Will Anderson of Parachute
Will Anderson: Well, we were born in 1986, but yeah. In terms of a lot of the artists that influence us, they are straight out of the '80s, and actually, the 70s, too. Elton John in his prime, Billy Joel, U2 in the '80s, Paul Simon, Peter Gabriel. A lot of really crappy music was made in the '80s, but the good stuff from that era is what we laid the foundation of our band on. That's my favorite '80s memory.
Tinie Tempah: I think of really big specs, big chains, loads of color, people expressing themselves with color, fitted jeans and stuff like that. I was born towards the end of the era. It will always be my interpretation of what it is.
Derek Whibley of Sum 41:
Derek Whibley:I was born in 1980. Only '80s memory I have is the movie Christmas Vacation. Maybe that was the '90s, when it was in theaters?
James Johnston of Biffy Clyro
James Johnston: Ha! That was the decade in which I was born, so I guess my first memories are of the ‘80s, I suppose. I think that times at school were good. Ben and I are twins and we met Simon at school when we were 7 and 8. That was a period of my fondest memories. You know -- the naïveté of that time, when you haven't gotten a care in the world and before you realize it sucks to be an adult.
Rich Luzzi of Rev Theory:
Rich Luzzi:I went to a Poison and Black Crowes concert. I think I was about 12-years-old. My friend's mother took us. We were leaving the concert—which was pretty crazy! As we were pulling away, all of these kids were exiting the parking lot and there were a bunch of girls that saw we were young boys. The next thing you know, they're ripping their pants down, pressing their asses up against the window, flashing us, and pressing their tits up against the window. My friend's mother was just having heart attack [Laughs]. I thought, "Wow, this seems like it could be a pretty cool profession." Fast forward 20 years later, that doesn't happen anymore [Laughs].

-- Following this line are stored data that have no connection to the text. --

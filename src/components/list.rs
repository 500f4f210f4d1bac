//! Stateful list component with selection

use ratatui::widgets::ListState;

/// A list with selection state
#[derive(Debug, Default)]
pub struct StatefulList<T> {
    /// The list state for ratatui
    pub state: ListState,
    /// The items in the list
    items: Vec<T>,
}

impl<T> StatefulList<T> {
    /// Create a new stateful list
    pub fn new() -> Self {
        Self {
            state: ListState::default(),
            items: Vec::new(),
        }
    }

    /// Get the items
    pub fn items(&self) -> &[T] {
        &self.items
    }

    /// Replace the items, keeping the selection in range
    pub fn set_items(&mut self, items: Vec<T>) {
        self.items = items;
        let selected = match (self.items.len(), self.state.selected()) {
            (0, _) => None,
            (_, None) => Some(0),
            (len, Some(i)) => Some(i.min(len - 1)),
        };
        self.state.select(selected);
    }

    /// Check if empty
    pub fn is_empty(&self) -> bool {
        self.items.is_empty()
    }

    /// Select the next item, wrapping to the top
    pub fn next(&mut self) {
        if self.items.is_empty() {
            return;
        }
        let i = match self.state.selected() {
            Some(i) if i + 1 < self.items.len() => i + 1,
            _ => 0,
        };
        self.state.select(Some(i));
    }

    /// Select the previous item, wrapping to the bottom
    pub fn previous(&mut self) {
        if self.items.is_empty() {
            return;
        }
        let i = match self.state.selected() {
            Some(0) | None => self.items.len() - 1,
            Some(i) => i - 1,
        };
        self.state.select(Some(i));
    }

    /// Get the selected item
    pub fn selected(&self) -> Option<&T> {
        self.state.selected().and_then(|i| self.items.get(i))
    }

    /// Select first item
    pub fn select_first(&mut self) {
        if !self.items.is_empty() {
            self.state.select(Some(0));
        }
    }

    /// Select last item
    pub fn select_last(&mut self) {
        if !self.items.is_empty() {
            self.state.select(Some(self.items.len() - 1));
        }
    }

    /// Move selection by a page (positive = down, negative = up)
    pub fn page(&mut self, direction: i32, page_size: usize) {
        if self.items.is_empty() {
            return;
        }
        let current = self.state.selected().unwrap_or(0);
        let new_index = if direction > 0 {
            (current + page_size).min(self.items.len() - 1)
        } else {
            current.saturating_sub(page_size)
        };
        self.state.select(Some(new_index));
    }
}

Maria Brink of In This Moment:
Maria Brink: The movie Splash. I love mermaids. I loved it when I was little. There was also The Goonies. They were the best movies ever, in the '80s. And the music—Motley Crue and Def Leppard. It was the best decade for art.
Skrillex: The late '80s and early '90s were kind of a blur as far as I don't know what started where. I think of The Goonies, man! That's everything. You have the Cyndi Lauper track. You have the cool clothing styles they wore back then. That's the perfect representation as far as my recollection goes.

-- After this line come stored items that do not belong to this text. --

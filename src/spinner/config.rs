//! Page spinner timing policy
//!
//! The four knobs that decide when the loading overlay may fade. Values come
//! from the user config file or the environment, so they are normalised
//! rather than validated: anything negative becomes zero.

use serde::{Deserialize, Deserializer, Serialize};
use std::time::Duration;

/// Minimum time the overlay stays fully visible
pub const DEFAULT_MIN_DISPLAY_MS: u64 = 800;

/// Upper bound after which the overlay fades regardless of image progress
pub const DEFAULT_MAX_WAIT_MS: u64 = 3000;

/// Distinct images that must load before the overlay may fade early
pub const DEFAULT_IMAGE_THRESHOLD: usize = 3;

/// Duration of the fade transition
pub const DEFAULT_FADE_MS: u64 = 400;

/// Spinner timing configuration
///
/// Serialized with the option names used by the web frontend
/// (`minMs`, `maxMs`, `imageThreshold`, `fadeMs`).
#[derive(Debug, Clone, Copy, PartialEq, Eq, Serialize, Deserialize)]
pub struct SpinnerConfig {
    /// Minimum fully-visible time in milliseconds
    #[serde(
        rename = "minMs",
        default = "default_min_display_ms",
        deserialize_with = "clamped_u64"
    )]
    pub min_display_ms: u64,

    /// Maximum wait in milliseconds before fading without enough images
    #[serde(
        rename = "maxMs",
        default = "default_max_wait_ms",
        deserialize_with = "clamped_u64"
    )]
    pub max_wait_ms: u64,

    /// Number of loaded images that allows an early fade
    #[serde(
        rename = "imageThreshold",
        default = "default_image_threshold",
        deserialize_with = "clamped_usize"
    )]
    pub image_threshold: usize,

    /// Fade transition length in milliseconds
    #[serde(
        rename = "fadeMs",
        default = "default_fade_ms",
        deserialize_with = "clamped_u64"
    )]
    pub fade_ms: u64,
}

fn default_min_display_ms() -> u64 {
    DEFAULT_MIN_DISPLAY_MS
}

fn default_max_wait_ms() -> u64 {
    DEFAULT_MAX_WAIT_MS
}

fn default_image_threshold() -> usize {
    DEFAULT_IMAGE_THRESHOLD
}

fn default_fade_ms() -> u64 {
    DEFAULT_FADE_MS
}

impl Default for SpinnerConfig {
    fn default() -> Self {
        Self {
            min_display_ms: DEFAULT_MIN_DISPLAY_MS,
            max_wait_ms: DEFAULT_MAX_WAIT_MS,
            image_threshold: DEFAULT_IMAGE_THRESHOLD,
            fade_ms: DEFAULT_FADE_MS,
        }
    }
}

impl SpinnerConfig {
    /// Build a config from possibly negative values, clamping them to zero
    #[cfg(test)]
    pub fn from_signed(min_ms: i64, max_ms: i64, image_threshold: i64, fade_ms: i64) -> Self {
        Self {
            min_display_ms: clamp_i64(min_ms),
            max_wait_ms: clamp_i64(max_ms),
            image_threshold: clamp_i64(image_threshold) as usize,
            fade_ms: clamp_i64(fade_ms),
        }
    }

    pub fn min_display(&self) -> Duration {
        Duration::from_millis(self.min_display_ms)
    }

    pub fn max_wait(&self) -> Duration {
        Duration::from_millis(self.max_wait_ms)
    }

    pub fn fade(&self) -> Duration {
        Duration::from_millis(self.fade_ms)
    }

    /// Override the minimum display time (signed, clamped)
    pub fn with_min_ms(mut self, ms: i64) -> Self {
        self.min_display_ms = clamp_i64(ms);
        self
    }

    /// Override the maximum wait (signed, clamped)
    pub fn with_max_ms(mut self, ms: i64) -> Self {
        self.max_wait_ms = clamp_i64(ms);
        self
    }

    /// Override the image threshold (signed, clamped)
    pub fn with_image_threshold(mut self, threshold: i64) -> Self {
        self.image_threshold = clamp_i64(threshold) as usize;
        self
    }

    /// Override the fade duration (signed, clamped)
    pub fn with_fade_ms(mut self, ms: i64) -> Self {
        self.fade_ms = clamp_i64(ms);
        self
    }
}

fn clamp_i64(value: i64) -> u64 {
    value.max(0) as u64
}

/// JSON numbers may arrive negative or fractional; both are normalised.
fn clamped_number<'de, D>(deserializer: D) -> Result<u64, D::Error>
where
    D: Deserializer<'de>,
{
    let raw = f64::deserialize(deserializer)?;
    if raw.is_nan() || raw <= 0.0 {
        Ok(0)
    } else {
        // `as` saturates at u64::MAX
        Ok(raw.trunc() as u64)
    }
}

fn clamped_u64<'de, D>(deserializer: D) -> Result<u64, D::Error>
where
    D: Deserializer<'de>,
{
    clamped_number(deserializer)
}

fn clamped_usize<'de, D>(deserializer: D) -> Result<usize, D::Error>
where
    D: Deserializer<'de>,
{
    clamped_number(deserializer).map(|n| usize::try_from(n).unwrap_or(usize::MAX))
}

Ken Casey of Dropkick Murphys
Ken Casey: Oh boy, the '80s were a rough decade for me [Laughs]. A lot of the band's stories on my behalf come out of the '80s. There was the sports stuff like being with all your buddies at The Celtics parades when they would win. You'd hook school. Then there was Red Sox stuff. During game 7 when they won the Penant against the Angels in '86, there was a huge party in Boston. My friend Timmy Brady and I were going to charge the field. We were going to be those guys who charge the field when you win. His father, Sluggo, who was a Boston cop, caught us in the act and he locked us in this souvenir shop with a glass front. So we went from thinking we were going to lead the charge for this big party to being locked in this souvenir shop [Laughs]. They closed all the souvenir stores for looting and we were locked in the store with the glass front having to watch everybody outside having a big party for about three hours [Laughs]. Those are the memories of great times you celebrate with your buddies.
Garfunkel & Oates:
Kate Micucci: I remember a lot!
Riki Lindhome: When I think of the '80s, I think of watching Saved By The Bell at 3 and 3:30 after school every day.
Kate Micucci: I never saw one episode of that show.

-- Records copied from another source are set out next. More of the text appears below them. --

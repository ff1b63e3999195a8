//! Create endpoint trait.

use async_trait::async_trait;

use super::draft::Draft;
use crate::error::Result;

/// Create endpoint for one record type: accepts a draft and returns the new
/// record's identifier.
#[async_trait]
pub trait SubmitGateway<D: Draft>: Send + Sync {
    async fn create(&self, draft: D) -> Result<u32>;
}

Riki Lindhome: That was actually the '90s, wasn't it? [Laughs] I guess I have no memory of the '80s at all.
Kate Micucci: I have tons of memories of the '80s like my first time skiing when I was two, but I was on a little park slope.
Riki Lindhome: I went skiing for the first time when I was two as well! I went in between my parents legs.
Kate Miccuci: We lived in New Jersey, but we'd ski in Pennsylvania.
Riki Lindhome: You know what I remember about the '80s? Watching Star Search and being insanely jealous. I was like, "I want to do that!" I was obsessed. When other little kids were on there, I didn't understand how they'd do that. It felt so far away.
Kate Micucci: I remember riding bikes to D'Alessio's and getting gum.
Riki Lindhome: I remember stealing change from my parents' little change bucket and buying penny candy.
Kate Micucci: My brother and I used to steal penny candy at the grocery store. You know how you put money in the little thing and it was on the honor system?
Riki Lindhome: No [Laughs]…was this at D'Alessio's?
Kate Micucci: No, this was at the grocery store!
Riki Lindhome: They had the honor system at your grocery store?
Kate Micucci: We'd make this song as if the money was going into the thing, but we'd take it [Laughs]. We always paid at D'Alessio's there was these two nice old ladies that would sell us candy. I had pink banana seat Schwinn bike with a little basket I'd put my gum in.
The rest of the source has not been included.